[Collected data]
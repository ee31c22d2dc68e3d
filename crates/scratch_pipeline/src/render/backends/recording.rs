//! # Recording Backend
//!
//! A headless [`RenderBackend`] that validates every command stream and keeps
//! a copy of it. Used by tests and the demo in place of a GPU.
//!
//! ## Behavior
//!
//! - Released surfaces go back to a pool and are reused for matching
//!   descriptions before new memory is taken.
//! - An optional memory budget covers buffers and surfaces. Pooled surfaces
//!   are evicted before an allocation is refused.
//! - Allocation failures can be injected per target name, and the next
//!   submission can be forced to fail.
//! - Allocations and releases are counted per target name.
//!
//! ## Submission validation
//!
//! A stream is rejected when a command refers to a temporary target that is
//! not bound, a target is released twice, or a clear or draw happens before
//! any render target was bound.

use std::collections::{HashMap, HashSet};

use crate::foundation::collections::{BufferHandle, SlotMap, SurfaceHandle};
use crate::render::backend::{BackendError, BackendResult, RenderBackend};
use crate::render::commands::Command;
use crate::render::properties::{property_to_id, PropertyId};
use crate::render::targets::{TargetDesc, TargetId};

#[derive(Debug)]
struct BufferRecord {
    label: String,
    data: Vec<u8>,
}

#[derive(Debug)]
struct Surface {
    desc: TargetDesc,
}

/// One accepted command stream
#[derive(Debug, Clone)]
pub struct Submission {
    /// Camera the stream was recorded for
    pub camera: String,
    /// Commands in execution order
    pub commands: Vec<Command>,
}

impl Submission {
    /// Command labels in order
    pub fn labels(&self) -> Vec<&'static str> {
        self.commands.iter().map(Command::label).collect()
    }

    /// Position of the first command matching `predicate`
    pub fn position(&self, predicate: impl Fn(&Command) -> bool) -> Option<usize> {
        self.commands.iter().position(predicate)
    }
}

/// Headless backend that records submissions
#[derive(Debug, Default)]
pub struct RecordingBackend {
    buffers: SlotMap<BufferHandle, BufferRecord>,
    surfaces: SlotMap<SurfaceHandle, Surface>,
    free_surfaces: Vec<SurfaceHandle>,
    bindings: HashMap<PropertyId, SurfaceHandle>,

    memory_budget: Option<u64>,
    memory_in_use: u64,

    failing_targets: HashSet<PropertyId>,
    fail_next_submit: bool,

    submissions: Vec<Submission>,
    allocations: HashMap<PropertyId, usize>,
    releases: HashMap<PropertyId, usize>,
    destroyed_buffers: usize,
}
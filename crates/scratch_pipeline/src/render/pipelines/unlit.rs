//! Forward pipeline without lighting

use crate::core::config::PipelineAsset;
use crate::foundation::math::Color;
use crate::render::backend::RenderBackend;
use crate::render::commands::ClearFlags;
use crate::render::context::RenderContext;
use crate::render::drawing::shader_pass;
use crate::render::pipelines::{draw_opaque, draw_transparent, FrameRenderer, PipelineKind};
use crate::render::visibility::CullResults;
use crate::render::RenderResult;
use crate::scene::Camera;

/// Clears, then draws opaque and transparent renderers with the forward pass
#[derive(Debug)]
pub struct UnlitPipeline {
    clear_color: Color,
}

impl UnlitPipeline {
    /// Create from an asset
    pub fn new(asset: &PipelineAsset) -> Self {
        Self {
            clear_color: asset.clear_color,
        }
    }
}

impl FrameRenderer for UnlitPipeline {
    fn kind(&self) -> PipelineKind {
        PipelineKind::Unlit
    }

    fn render_camera(&mut self, ctx: &mut RenderContext<'_>, _camera: &Camera, cull: &CullResults) -> RenderResult<()> {
        let clear_color = self.clear_color;
        ctx.record("Clear", |cmd| cmd.clear_render_target(ClearFlags::ALL, clear_color))?;

        draw_opaque(ctx, cull, shader_pass::FORWARD);
        draw_transparent(ctx, cull);
        Ok(())
    }

    fn dispose(&mut self, _backend: &mut dyn RenderBackend) {
        log::info!("Disposed unlit pipeline");
    }
}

_Exercise aim_
Each line above that includes the word "pipelines" is to be copied.

_Task answer_
filename crates/scratch_pipeline/src/render/pipelines/unlit.rs
use crate::render::pipelines::{draw_opaque, draw_transparent, FrameRenderer, PipelineKind};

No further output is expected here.